В Риме было более пятисот тысяч пролетариев. Проститутки Италии рванулись в Рим, чуя поживу, наводнили собой улицы огромного города. Городской страже, преторам Нерон запретил запрещать прилюдные соединения. Соединения шли всюду. Благонравные жители Рима боялись выйти на улицу, спешно увозили детей, жён в другие города, где было немного потише.
В неаполитанской гавани стояли наготове сотни кораблей для бегства Нерона в Египет или в Парфию. Парфянский царь охотно дал Нерону убежище в своей стране. Преторианцы не пропускали на дороге римлян в Неаполь, обыскивали всех. Нерон пел, танцевал в театрах, играл в драмах, комедиях, занимался лепкой, рисованием, сочинением стихов, игрой на кифаре, которую не снимал с плеча, даже во время военных учений, во время бега со щитом в руке.
Тегеллин изыскивал особые способы удовольствий для императора. На открытом месте, на улицах, он поставил харчевни, где занимались торговлей самые красивые неаполитанские матроны. У кого не было денег, тот брал у кассира и шёл в харчевню, где покупал матрону для соединения. Но Нерону это показалось слишком скромно. Он вывел матрон на арену большого цирка, приказал им встать в позу «оленя». А вся его свита и все, кто хотел, обходили матрон. Народ ломился в цирк, бесплатный. Отон и Афраний голые подолгу танцевали танец соединения мужчины с мужчиной.
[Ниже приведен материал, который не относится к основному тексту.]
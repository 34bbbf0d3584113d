use crate::error::PulseError;
use async_trait::async_trait;

/// Outbound SMS gateway.
///
/// Every SMS provider (Twilio in production, a mock in tests) implements this
/// trait. Delivery is fire-and-forget from the engine's point of view:
/// `send` resolves once the provider has accepted the message, and the
/// provider message id it returns is later reconciled against delivery-status
/// callbacks.
#[async_trait]
pub trait Messenger: Send + Sync {
    /// Human-readable provider name.
    fn name(&self) -> &str;

    /// Send `body` to the destination phone number.
    /// Returns the provider message id on acceptance.
    async fn send(&self, to: &str, body: &str) -> Result<String, PulseError>;

    /// Whether the provider has the credentials it needs to send.
    fn is_configured(&self) -> bool;
}
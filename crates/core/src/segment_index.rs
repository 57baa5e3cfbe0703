use std::sync::Arc;

use log::debug;

use crate::types::{RawSegment, Segment};

/// Immutable, ordered snapshot of the segments of the loaded video.
///
/// Ordering by non-decreasing `start` is the producer's responsibility; the
/// index never re-sorts. Cloning shares the snapshot.
#[derive(Debug, Clone, Default)]
pub struct SegmentIndex {
    segments: Arc<[Segment]>,
}

impl SegmentIndex {
    pub fn new(segments: Vec<Segment>) -> Self {
        Self {
            segments: segments.into(),
        }
    }

    /// Normalize backend records. Records with a missing or malformed
    /// `start` are dropped.
    pub fn from_raw(raw: Vec<RawSegment>) -> Self {
        let total = raw.len();
        let segments: Vec<Segment> = raw
            .into_iter()
            .filter_map(|record| {
                let start = record.start.clone();
                let normalized = record.normalize();
                if normalized.is_none() {
                    debug!("dropping segment with unusable start {:?}", start);
                }
                normalized
            })
            .collect();

        if segments.len() != total {
            debug!("kept {} of {} segments", segments.len(), total);
        }

        Self::new(segments)
    }

    /// The segment most recently started at or before `time`.
    ///
    /// Stops at the first segment starting after `time`. When several
    /// segments share a start, the last of them wins.
    pub fn active_at(&self, time: f64) -> Option<&Segment> {
        let mut last = None;
        for segment in self.segments.iter() {
            if !segment.start.is_finite() {
                continue;
            }
            if segment.start > time {
                break;
            }
            last = Some(segment);
        }
        last
    }

    /// Every segment has a generated image, and there is at least one.
    pub fn is_ready(&self) -> bool {
        !self.segments.is_empty() && self.segments.iter().all(Segment::has_image)
    }

    pub fn images(&self) -> impl Iterator<Item = &Segment> {
        self.segments.iter().filter(|segment| segment.has_image())
    }

    pub fn iter(&self) -> impl Iterator<Item = &Segment> {
        self.segments.iter()
    }

    pub fn as_slice(&self) -> &[Segment] {
        &self.segments
    }

    pub fn len(&self) -> usize {
        self.segments.len()
    }

    pub fn is_empty(&self) -> bool {
        self.segments.is_empty()
    }
}
use std::sync::Mutex;

use log::{debug, info};

use crate::video_id::VideoId;

/// Commands understood by the embedded video player.
pub trait VideoWidget: Send + Sync + 'static {
    fn load_video_by_id(&self, video_id: &VideoId);
    fn seek_to(&self, seconds: f64);
    fn play_video(&self);
    /// Playhead position in seconds.
    fn current_time(&self) -> f64;
}

#[derive(Debug, Clone, Copy, PartialEq, Eq)]
pub enum PlayerState {
    Unstarted,
    Ended,
    Playing,
    Paused,
    Buffering,
    Cued,
}

impl PlayerState {
    /// Map the widget's numeric state codes.
    pub fn from_code(code: i32) -> Option<Self> {
        match code {
            -1 => Some(PlayerState::Unstarted),
            0 => Some(PlayerState::Ended),
            1 => Some(PlayerState::Playing),
            2 => Some(PlayerState::Paused),
            3 => Some(PlayerState::Buffering),
            5 => Some(PlayerState::Cued),
            _ => None,
        }
    }
}

#[derive(Debug, Clone, PartialEq)]
pub enum PlayerEvent {
    Ready,
    Error { code: i32 },
    StateChange(PlayerState),
}

#[derive(Default)]
struct PlayerSlot {
    ready: bool,
    pending: Option<VideoId>,
}

/// Wraps the widget with its ready flag and a single queued load.
///
/// Loads requested before the widget is ready are parked in the slot; a
/// newer request replaces an older one. The slot is flushed once, on ready.
pub struct Player<W> {
    widget: W,
    slot: Mutex<PlayerSlot>,
}

impl<W: VideoWidget> Player<W> {
    pub fn new(widget: W) -> Self {
        Self {
            widget,
            slot: Mutex::new(PlayerSlot::default()),
        }
    }

    pub fn is_ready(&self) -> bool {
        self.slot.lock().expect("PlayerSlot poisoned").ready
    }

    pub fn load(&self, video_id: &VideoId) {
        {
            let mut slot = self.slot.lock().expect("PlayerSlot poisoned");
            if !slot.ready {
                debug!("player not ready, queueing {}", video_id);
                slot.pending = Some(video_id.clone());
                return;
            }
        }

        self.start(video_id);
    }

    /// Mark the widget ready and flush the queued load, if any.
    pub fn mark_ready(&self) {
        let pending = {
            let mut slot = self.slot.lock().expect("PlayerSlot poisoned");
            if slot.ready {
                return;
            }
            slot.ready = true;
            slot.pending.take()
        };

        info!("player ready");
        if let Some(video_id) = pending {
            self.start(&video_id);
        }
    }

    pub fn pending(&self) -> Option<VideoId> {
        self.slot.lock().expect("PlayerSlot poisoned").pending.clone()
    }

    /// Playhead position, `None` until the widget is ready.
    pub fn current_time(&self) -> Option<f64> {
        self.is_ready().then(|| self.widget.current_time())
    }

    pub fn widget(&self) -> &W {
        &self.widget
    }

    fn start(&self, video_id: &VideoId) {
        self.widget.load_video_by_id(video_id);
        self.widget.seek_to(0.0);
        self.widget.play_video();
        info!("player loaded {}", video_id);
    }
}

#[cfg(test)]
mod tests {
    use super::*;
    use crate::testing::{FakeWidget, WidgetCommand};

    fn id(s: &str) -> VideoId {
        VideoId::parse(s).unwrap()
    }

    #[test]
    fn load_before_ready_is_queued_and_flushed_once() {
        let player = Player::new(FakeWidget::default());

        player.load(&id("AAAAAAAAAAA"));
        player.load(&id("BBBBBBBBBBB"));
        assert!(player.widget().commands().is_empty());
        assert_eq!(player.pending(), Some(id("BBBBBBBBBBB")));

        player.mark_ready();
        player.mark_ready();

        assert_eq!(
            player.widget().commands(),
            vec![
                WidgetCommand::Load("BBBBBBBBBBB".into()),
                WidgetCommand::Seek(0.0),
                WidgetCommand::Play,
            ]
        );
        assert_eq!(player.pending(), None);
    }

    #[test]
    fn load_after_ready_starts_immediately() {
        let player = Player::new(FakeWidget::default());
        player.mark_ready();
        assert!(player.widget().commands().is_empty());

        player.load(&id("AAAAAAAAAAA"));
        assert_eq!(player.widget().commands().len(), 3);
    }

    #[test]
    fn current_time_requires_ready() {
        let player = Player::new(FakeWidget::default());
        player.widget().set_time(12.0);
        assert_eq!(player.current_time(), None);

        player.mark_ready();
        assert_eq!(player.current_time(), Some(12.0));
    }

    #[test]
    fn state_codes_map_to_states() {
        assert_eq!(PlayerState::from_code(1), Some(PlayerState::Playing));
        assert_eq!(PlayerState::from_code(-1), Some(PlayerState::Unstarted));
        assert_eq!(PlayerState::from_code(4), None);
    }
}
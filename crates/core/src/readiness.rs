use std::sync::Arc;

use log::{debug, info, warn};
use tokio::time::{Instant, MissedTickBehavior, interval_at};
use tokio_util::sync::CancellationToken;

use crate::{
    backend::Backend,
    format::GENERATION_GAVE_UP,
    player::VideoWidget,
    segment_index::SegmentIndex,
    session::SessionCore,
    timer::TimerSlot,
    video_id::VideoId,
    view::View,
};

/// Polls the backend until every segment has an image, then reveals the
/// player.
pub(crate) struct ReadinessPoller<B, W, V> {
    core: Arc<SessionCore<B, W, V>>,
    timer: TimerSlot,
}

impl<B: Backend, W: VideoWidget, V: View> ReadinessPoller<B, W, V> {
    pub(crate) fn new(core: Arc<SessionCore<B, W, V>>) -> Self {
        Self {
            core,
            timer: TimerSlot::default(),
        }
    }

    pub(crate) fn start(&self, generation: u64, video_id: VideoId) {
        let core = Arc::clone(&self.core);
        self.timer.restart(|cancel| {
            tokio::spawn(wait_for_images(core, generation, video_id, cancel))
        });
    }

    pub(crate) fn cancel(&self) {
        if self.timer.stop() {
            info!("readiness polling cancelled");
        }
    }

    pub(crate) fn is_waiting(&self) -> bool {
        self.timer.is_active()
    }
}

async fn wait_for_images<B: Backend, W: VideoWidget, V: View>(
    core: Arc<SessionCore<B, W, V>>,
    generation: u64,
    video_id: VideoId,
    cancel: CancellationToken,
) {
    let period = core.config.readiness_interval;
    let max_attempts = core.config.readiness_max_attempts;
    let mut ticker = interval_at(Instant::now() + period, period);
    ticker.set_missed_tick_behavior(MissedTickBehavior::Delay);

    info!("waiting for segment images of {}", video_id);
    let mut attempts: u32 = 0;

    loop {
        tokio::select! {
            biased;
            _ = cancel.cancelled() => return,
            _ = ticker.tick() => {}
        }
        attempts += 1;

        match core.backend.fetch_segments(&video_id).await {
            Ok(Some(raw)) => {
                let segments = SegmentIndex::from_raw(raw);
                if segments.is_ready() {
                    if !cancel.is_cancelled() && core.reveal(generation, &video_id, segments) {
                        info!(
                            "segment images of {} ready after {} polls",
                            video_id, attempts
                        );
                    }
                    return;
                }
                debug!(
                    "{} of {} segment images ready for {}",
                    segments.images().count(),
                    segments.len(),
                    video_id
                );
            }
            Ok(None) => debug!("segments of {} not stored yet", video_id),
            Err(e) => warn!("readiness poll for {} failed: {}", video_id, e),
        }

        if cancel.is_cancelled() || !core.is_current(generation) {
            return;
        }

        if max_attempts != 0 && attempts >= max_attempts {
            warn!(
                "giving up on segment images of {} after {} polls",
                video_id, attempts
            );
            core.view.set_generation_overlay(false);
            core.view.show_player_status(GENERATION_GAVE_UP);
            return;
        }
    }
}
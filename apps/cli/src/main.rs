use std::time::{Duration, Instant};

use anyhow::Result;
use clap::Parser;
use console::style;
use reelnotes_core::{Config, HttpBackend, Session, SubmitOutcome};
use tokio::sync::mpsc;

use crate::{player::ClockPlayer, view::TerminalView};

mod player;
mod view;

/// Playback keeps going this long past the last segment start.
const TAIL_SECS: f64 = 30.0;
const WATCH_INTERVAL: Duration = Duration::from_millis(250);

fn format_duration(d: Duration) -> String {
    let secs = d.as_secs_f64();
    if secs < 60.0 {
        format!("{:.1}s", secs)
    } else {
        format!("{:.0}m {:.0}s", (secs / 60.0).floor(), secs % 60.0)
    }
}

#[derive(Parser)]
#[command(name = "reelnotes")]
#[command(about = "Follow a video's transcript with keyword segments and generated images")]
struct Cli {
    /// Video URL or bare 11 character video id
    input: String,

    /// Generate keywords and images again even if cached segments exist
    #[arg(short, long)]
    regenerate: bool,

    /// Backend base URL. Overrides REELNOTES_BACKEND_URL.
    #[arg(short, long)]
    backend_url: Option<String>,

    /// Seconds of playback to follow. Defaults to 30s past the last segment.
    #[arg(short, long)]
    duration: Option<f64>,

    /// Playback speed of the simulated player
    #[arg(short, long, default_value_t = 1.0)]
    speed: f64,

    /// Readiness polls before giving up on image generation (0 = never)
    #[arg(long)]
    max_attempts: Option<u32>,
}

fn build_config(cli: &Cli) -> Result<Config> {
    let mut config = Config::from_env()?;
    if let Some(url) = &cli.backend_url {
        config = config.with_backend_url(url)?;
    }
    if let Some(attempts) = cli.max_attempts {
        config.readiness_max_attempts = attempts;
    }
    Ok(config)
}

fn fail(message: impl std::fmt::Display) -> ! {
    eprintln!("{} {}", style("Error:").red().bold(), message);
    std::process::exit(1);
}

#[tokio::main]
async fn main() -> Result<()> {
    env_logger::Builder::from_env(env_logger::Env::default().default_filter_or("warn")).init();

    let cli = Cli::parse();
    if !(cli.speed.is_finite() && cli.speed > 0.0) {
        fail("--speed must be a positive number");
    }

    let config = build_config(&cli).unwrap_or_else(|e| fail(e));
    let backend = HttpBackend::new(&config).unwrap_or_else(|e| fail(e));

    let (events_tx, mut events_rx) = mpsc::unbounded_channel();
    let session = Session::new(
        config,
        backend,
        ClockPlayer::new(events_tx, cli.speed),
        TerminalView::new(),
    );

    println!(
        "\n{}  {}",
        style("reelnotes").cyan().bold(),
        style("Transcript Viewer").dim()
    );
    println!("{}", style("─".repeat(60)).dim());

    let total_start = Instant::now();
    session.widget().announce_ready();
    if let Some(event) = events_rx.recv().await {
        session.handle_player_event(event);
    }

    let outcome = match session.submit(&cli.input, cli.regenerate).await {
        Ok(outcome) => outcome,
        Err(e) => fail(e),
    };
    if matches!(
        outcome,
        SubmitOutcome::NoTranscript | SubmitOutcome::NoSegments | SubmitOutcome::Superseded
    ) {
        return Ok(());
    }

    let ctrl_c = tokio::signal::ctrl_c();
    tokio::pin!(ctrl_c);
    let mut watch = tokio::time::interval(WATCH_INTERVAL);
    let mut gave_up = false;

    loop {
        tokio::select! {
            Some(event) = events_rx.recv() => session.handle_player_event(event),
            _ = &mut ctrl_c => break,
            _ = watch.tick() => {
                let player = session.widget();
                if player.is_playing() {
                    let end = cli.duration.unwrap_or_else(|| {
                        session
                            .segments()
                            .iter()
                            .last()
                            .map(|segment| segment.start + TAIL_SECS)
                            .unwrap_or(TAIL_SECS)
                    });
                    if player.position() >= end {
                        player.finish();
                    }
                } else if player.is_loaded() && !session.is_polling() {
                    break;
                } else if !player.is_loaded() && !session.is_awaiting_readiness() {
                    gave_up = true;
                    break;
                }
            }
        }
    }

    session.shutdown();
    println!("{}", style("─".repeat(60)).dim());
    println!(
        "{} {}",
        style("Total time:").dim(),
        style(format_duration(total_start.elapsed())).cyan().bold()
    );

    if gave_up {
        std::process::exit(1);
    }
    Ok(())
}

#[cfg(test)]
mod tests {
    use super::*;

    #[test]
    fn durations_are_human_readable() {
        assert_eq!(format_duration(Duration::from_millis(4200)), "4.2s");
        assert_eq!(format_duration(Duration::from_secs(125)), "2m 5s");
    }

    #[test]
    fn cli_flags_override_config() {
        let cli = Cli::parse_from([
            "reelnotes",
            "https://youtu.be/dQw4w9WgXcQ",
            "--regenerate",
            "--backend-url",
            "http://localhost:9000",
            "--max-attempts",
            "3",
        ]);

        assert!(cli.regenerate);
        assert_eq!(cli.speed, 1.0);

        let config = build_config(&cli).unwrap();
        assert_eq!(config.backend_url.as_str(), "http://localhost:9000/");
        assert_eq!(config.readiness_max_attempts, 3);
    }
}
А когда Нерон с орхестры спросил патрициев: смогли бы они показать не танец, а кое-что другое, Отон охотно встал в позу «оленя», а Афраний сжал руками его бёдра… Стотысячная толпа зрителей аплодировала патрициям, которые, не желая быстро покидать арену, затягивали действие тем, что менялись местами.
Снедаемый завистью, Нерон тут же в орхестре отдался Пифагору, чтобы превзойти патрициев, кричал, как насилуемая девушка, а потом овладел Спором и вышел замуж за Пифагора, со всеми обрядами и пирами для народа.
Каждый день в Неаполе был чудный праздник. Неаполитанцы обожали императора. Сабинянка Поппея, она же императрица, появлялась на людях в золочёном боевом мундире легата со шлемом на голове. Красавица потребовала от Нерона назначить её командующей сформированными легионами. Нерон, восхищённый новым видом Поппеи, готов был произвести её в полководцы. Но Тегеллин объяснил ему, что Поппея – копия Агриппины. Что она может стать опасной для своего мужа, если в её руках появится власть. Нерон запретил жене появляться в лагерях. Его кабинет министров постоянно занимался работой, управлял огромной империей. И Нерон, порой сутками не вставал из-за рабочего стола.
Подкупленный Иосифом министр Патробий каждый день напоминал Нерону о еврейском вопросе. Поппея спрашивала его: когда же он даст ответ Иосифу, который уже передал в императорскую казну сто талантов золота?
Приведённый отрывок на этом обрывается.